-- What to work on --
The expected output is each line in the data below that includes the string "ExecutorError".

-- Data provided --
○ ○ ○

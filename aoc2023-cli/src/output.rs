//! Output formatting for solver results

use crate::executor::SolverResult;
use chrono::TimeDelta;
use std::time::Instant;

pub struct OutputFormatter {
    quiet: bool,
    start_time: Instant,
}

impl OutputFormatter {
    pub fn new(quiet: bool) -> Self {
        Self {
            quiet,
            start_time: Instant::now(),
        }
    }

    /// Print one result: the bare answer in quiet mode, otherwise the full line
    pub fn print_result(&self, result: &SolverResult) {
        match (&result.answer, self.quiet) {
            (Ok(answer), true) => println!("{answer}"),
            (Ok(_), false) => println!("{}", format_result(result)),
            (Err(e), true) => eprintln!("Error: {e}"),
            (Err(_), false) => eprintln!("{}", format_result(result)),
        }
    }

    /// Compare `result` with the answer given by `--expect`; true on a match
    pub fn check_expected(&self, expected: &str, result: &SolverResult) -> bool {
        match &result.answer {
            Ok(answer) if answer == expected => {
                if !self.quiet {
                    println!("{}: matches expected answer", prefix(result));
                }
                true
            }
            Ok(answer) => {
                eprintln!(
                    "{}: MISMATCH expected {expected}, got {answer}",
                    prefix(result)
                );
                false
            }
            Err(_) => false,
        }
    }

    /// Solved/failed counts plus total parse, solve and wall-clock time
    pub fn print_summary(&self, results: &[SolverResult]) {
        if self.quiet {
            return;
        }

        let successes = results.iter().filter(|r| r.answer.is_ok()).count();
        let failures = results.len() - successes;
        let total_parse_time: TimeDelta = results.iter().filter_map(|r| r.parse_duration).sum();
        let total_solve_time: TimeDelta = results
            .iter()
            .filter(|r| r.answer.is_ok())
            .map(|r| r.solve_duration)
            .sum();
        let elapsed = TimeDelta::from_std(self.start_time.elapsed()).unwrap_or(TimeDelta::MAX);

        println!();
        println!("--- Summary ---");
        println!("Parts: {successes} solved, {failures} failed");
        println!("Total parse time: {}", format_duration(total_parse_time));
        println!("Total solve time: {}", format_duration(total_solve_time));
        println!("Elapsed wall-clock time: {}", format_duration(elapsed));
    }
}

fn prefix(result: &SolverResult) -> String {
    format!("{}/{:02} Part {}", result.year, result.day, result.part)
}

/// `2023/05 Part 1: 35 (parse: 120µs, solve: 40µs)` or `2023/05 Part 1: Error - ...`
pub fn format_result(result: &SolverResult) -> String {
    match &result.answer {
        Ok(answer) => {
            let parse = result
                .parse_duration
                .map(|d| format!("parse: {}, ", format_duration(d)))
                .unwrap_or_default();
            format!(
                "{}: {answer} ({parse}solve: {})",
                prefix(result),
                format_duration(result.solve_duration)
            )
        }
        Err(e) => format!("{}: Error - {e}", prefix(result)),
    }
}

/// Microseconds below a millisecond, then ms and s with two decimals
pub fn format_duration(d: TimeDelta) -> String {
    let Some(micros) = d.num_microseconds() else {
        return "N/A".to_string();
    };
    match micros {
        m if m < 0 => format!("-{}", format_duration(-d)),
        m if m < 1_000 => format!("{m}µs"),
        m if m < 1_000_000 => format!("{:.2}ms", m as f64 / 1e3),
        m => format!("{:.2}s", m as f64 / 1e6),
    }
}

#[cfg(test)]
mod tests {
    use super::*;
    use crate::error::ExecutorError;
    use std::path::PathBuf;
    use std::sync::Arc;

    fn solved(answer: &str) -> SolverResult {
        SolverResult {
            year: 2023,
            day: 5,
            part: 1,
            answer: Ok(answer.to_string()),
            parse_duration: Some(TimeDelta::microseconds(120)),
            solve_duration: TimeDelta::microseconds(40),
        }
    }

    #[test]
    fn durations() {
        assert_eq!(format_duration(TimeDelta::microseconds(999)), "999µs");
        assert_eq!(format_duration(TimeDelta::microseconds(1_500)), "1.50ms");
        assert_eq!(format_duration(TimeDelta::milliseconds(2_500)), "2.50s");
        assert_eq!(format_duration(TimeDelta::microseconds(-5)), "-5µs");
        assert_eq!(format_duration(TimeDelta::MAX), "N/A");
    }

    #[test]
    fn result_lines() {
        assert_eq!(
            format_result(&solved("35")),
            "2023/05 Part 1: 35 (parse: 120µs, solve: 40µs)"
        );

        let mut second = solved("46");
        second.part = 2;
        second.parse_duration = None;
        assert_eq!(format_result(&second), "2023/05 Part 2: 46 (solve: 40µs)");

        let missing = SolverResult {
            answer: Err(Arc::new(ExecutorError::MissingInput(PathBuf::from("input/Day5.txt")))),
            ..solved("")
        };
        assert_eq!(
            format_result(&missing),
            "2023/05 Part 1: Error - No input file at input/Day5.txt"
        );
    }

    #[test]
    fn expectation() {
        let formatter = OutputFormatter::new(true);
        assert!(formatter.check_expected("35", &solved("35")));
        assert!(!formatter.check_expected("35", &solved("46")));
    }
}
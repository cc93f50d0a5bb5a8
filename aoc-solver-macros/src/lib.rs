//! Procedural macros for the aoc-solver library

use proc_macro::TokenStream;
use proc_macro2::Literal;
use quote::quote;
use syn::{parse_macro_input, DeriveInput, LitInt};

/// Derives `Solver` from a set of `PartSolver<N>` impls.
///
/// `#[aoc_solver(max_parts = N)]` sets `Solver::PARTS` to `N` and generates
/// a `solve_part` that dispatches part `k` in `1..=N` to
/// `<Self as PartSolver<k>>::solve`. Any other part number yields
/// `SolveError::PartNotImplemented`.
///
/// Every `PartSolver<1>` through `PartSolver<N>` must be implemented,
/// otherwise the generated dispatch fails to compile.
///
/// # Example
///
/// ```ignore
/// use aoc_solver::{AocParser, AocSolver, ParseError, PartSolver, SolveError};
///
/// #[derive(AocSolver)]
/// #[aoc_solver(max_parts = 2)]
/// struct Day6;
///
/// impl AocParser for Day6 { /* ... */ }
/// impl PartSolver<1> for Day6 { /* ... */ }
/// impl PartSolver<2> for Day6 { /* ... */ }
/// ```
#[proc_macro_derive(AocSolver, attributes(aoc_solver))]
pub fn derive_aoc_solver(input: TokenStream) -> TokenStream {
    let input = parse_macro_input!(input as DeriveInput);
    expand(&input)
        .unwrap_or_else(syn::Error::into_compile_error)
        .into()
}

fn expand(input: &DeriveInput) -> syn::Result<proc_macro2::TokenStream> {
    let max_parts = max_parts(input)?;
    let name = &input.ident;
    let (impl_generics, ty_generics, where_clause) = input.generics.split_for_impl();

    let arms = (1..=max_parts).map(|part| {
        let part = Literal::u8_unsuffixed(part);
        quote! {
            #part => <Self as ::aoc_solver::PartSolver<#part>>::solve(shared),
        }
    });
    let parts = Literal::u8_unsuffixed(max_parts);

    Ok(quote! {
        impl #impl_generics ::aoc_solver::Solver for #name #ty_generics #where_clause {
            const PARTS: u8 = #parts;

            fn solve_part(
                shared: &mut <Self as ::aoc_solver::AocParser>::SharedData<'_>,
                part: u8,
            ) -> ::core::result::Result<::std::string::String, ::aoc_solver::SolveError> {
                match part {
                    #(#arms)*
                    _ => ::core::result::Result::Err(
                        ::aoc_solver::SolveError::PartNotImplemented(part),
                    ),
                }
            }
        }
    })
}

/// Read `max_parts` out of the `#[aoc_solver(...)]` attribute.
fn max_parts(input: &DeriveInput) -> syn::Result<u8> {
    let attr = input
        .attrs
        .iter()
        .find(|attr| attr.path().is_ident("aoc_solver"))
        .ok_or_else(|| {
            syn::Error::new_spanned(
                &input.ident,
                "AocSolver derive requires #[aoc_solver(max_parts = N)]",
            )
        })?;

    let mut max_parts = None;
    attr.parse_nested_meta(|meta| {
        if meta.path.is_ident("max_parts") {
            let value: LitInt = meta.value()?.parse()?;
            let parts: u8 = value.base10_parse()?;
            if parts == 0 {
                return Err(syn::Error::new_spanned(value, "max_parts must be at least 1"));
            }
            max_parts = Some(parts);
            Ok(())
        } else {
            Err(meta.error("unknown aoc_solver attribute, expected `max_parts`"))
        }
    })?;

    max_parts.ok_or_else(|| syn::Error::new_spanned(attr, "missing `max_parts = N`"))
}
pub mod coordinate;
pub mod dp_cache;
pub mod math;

○ ○ ○

-- Output of the task --
    use crate::error::ExecutorError;
            answer: Err(Arc::new(ExecutorError::MissingInput(PathBuf::from("input/Day5.txt")))),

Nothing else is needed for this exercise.